Zelda Perkins (Samantha Morton) and Jodi Kantor (Zoe Kazan) in She Said (directed Maria Schrader, script Rebecca Lenkiewicz), telling of what happened 20+ years later
Young Zelda Perkins (Molly Windsor) and young Rowena Chiu (Ashley Chiu) in She Said (immediately afterwards)
Dear friends and readers,
I’m writing this in a spirit of mild indignation. It’s not that no reviews have acknowledged the excellence and power of She Said: Ryan Painter in a Salt Lake City news report not too long after beginning gets round to the power and importance of this film (and accompanies the review with stills that demonstrate what is meant by “stride”), Alexis Soliski of the New York Times gives strong praise (albeit warning the reader that the film is “discreet” and “stealthy” — nothing to trigger you here, potential viewer is part of the idea), but often they are curiously truncated (Ebert’s column). Nothing like damning something with faint praise, e.g, Molly Fischer of The New Yorker. I fail to see why it is a limitation of this film that our two intrepid reporters talk with compassion and understanding neither Bob Woodward (Robert Redford) and Carl Bernstein (Dustin Hoffman) found necessary when dealing with Deep Throat.
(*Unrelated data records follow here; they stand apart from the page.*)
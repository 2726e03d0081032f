use bodyscan_core::models::{
    AnalysisResult, MAX_BODY_FAT_PERCENTAGE, MIN_BODY_FAT_PERCENTAGE, MIN_REASONING_CHARS,
};

use crate::error::AnalysisError;

/// Acceptance check applied after parsing, before a result is handed to callers.
pub fn validate_analysis_result(result: &AnalysisResult) -> Result<(), AnalysisError> {
    if !(MIN_BODY_FAT_PERCENTAGE..=MAX_BODY_FAT_PERCENTAGE).contains(&result.body_fat_percentage) {
        return Err(AnalysisError::Unacceptable(format!(
            "body fat percentage {} is outside {}-{}",
            result.body_fat_percentage, MIN_BODY_FAT_PERCENTAGE, MAX_BODY_FAT_PERCENTAGE
        )));
    }

    let reasoning_chars = result.reasoning.trim().chars().count();
    if reasoning_chars < MIN_REASONING_CHARS {
        return Err(AnalysisError::Unacceptable(format!(
            "reasoning is too short ({} characters, minimum {})",
            reasoning_chars, MIN_REASONING_CHARS
        )));
    }

    Ok(())
}

#[cfg(test)]
mod tests {
    use super::*;
    use bodyscan_core::models::{ConfidenceLevel, PhotoQuality};

    fn result(percentage: f64, reasoning: &str) -> AnalysisResult {
        AnalysisResult {
            body_fat_percentage: percentage,
            confidence: ConfidenceLevel::Medium,
            reasoning: reasoning.to_string(),
            photo_quality: PhotoQuality::Fair,
            consistency_check: None,
        }
    }

    #[test]
    fn test_accepts_substantive_result() {
        assert!(validate_analysis_result(&result(
            18.2,
            "Visible muscle definition, lean physique overall."
        ))
        .is_ok());
    }

    #[test]
    fn test_rejects_terse_reasoning() {
        let err = validate_analysis_result(&result(18.2, "ok")).unwrap_err();
        assert!(matches!(err, AnalysisError::Unacceptable(_)));

        // Padding does not count.
        assert!(validate_analysis_result(&result(18.2, "   short reasoning     ")).is_err());
        assert!(validate_analysis_result(&result(18.2, "exactly twenty chars")).is_ok());
    }

    #[test]
    fn test_rejects_out_of_bounds() {
        assert!(validate_analysis_result(&result(4.9, "A long enough explanation here.")).is_err());
        assert!(validate_analysis_result(&result(50.1, "A long enough explanation here.")).is_err());
    }
}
We are made to fear for them as Carey Mulligan as Megan Twohey and Zoe Kazan as Jodi Kantor receive death threats on the phone, are followed ominously by cars, find themselves confronted by an aggressively hostile husband who finds his honor about to be besmirched.
And then there is the vehemently insulting, to me a review all the more appalling because the New Statesman is a left-of-center publication, and the review by a woman, Ann Manov who labeled it “myopic, timid and trivial”. I almost didn’t go; I felt so angry at the review when I came home I almost cancelled my subscription
Like many perhaps most women I have a #MeToo story too. In my case it’s one I’ve yet to be able to put into coherent words. The experiences occurred over a period of time, between the ages of 13 and 15 when through hysteria and retreat I managed to put a stop to it. I know this time connects it o a suicide attempt I made at age 15, years of anorexia (ages 16 to 21), and my attempt to shape my existence into a safe retreat. I tried once on my original political Sylvia I blog. But I can no longer reach it by googling for it as I wrote it so long ago. I am cheered to see the outstanding performances of Samantha Morton (whom I have so long admired and now finally subscribed to Starz just to see her in The Serpent Queen — alas she is the only element in the serial worth watching) and Jennifer Ehle (as Laura Madden) singled out. I cannot find a still online (available to public of her telling of her experience) only this one of her as first seen with her children living in a small village in Cornwall.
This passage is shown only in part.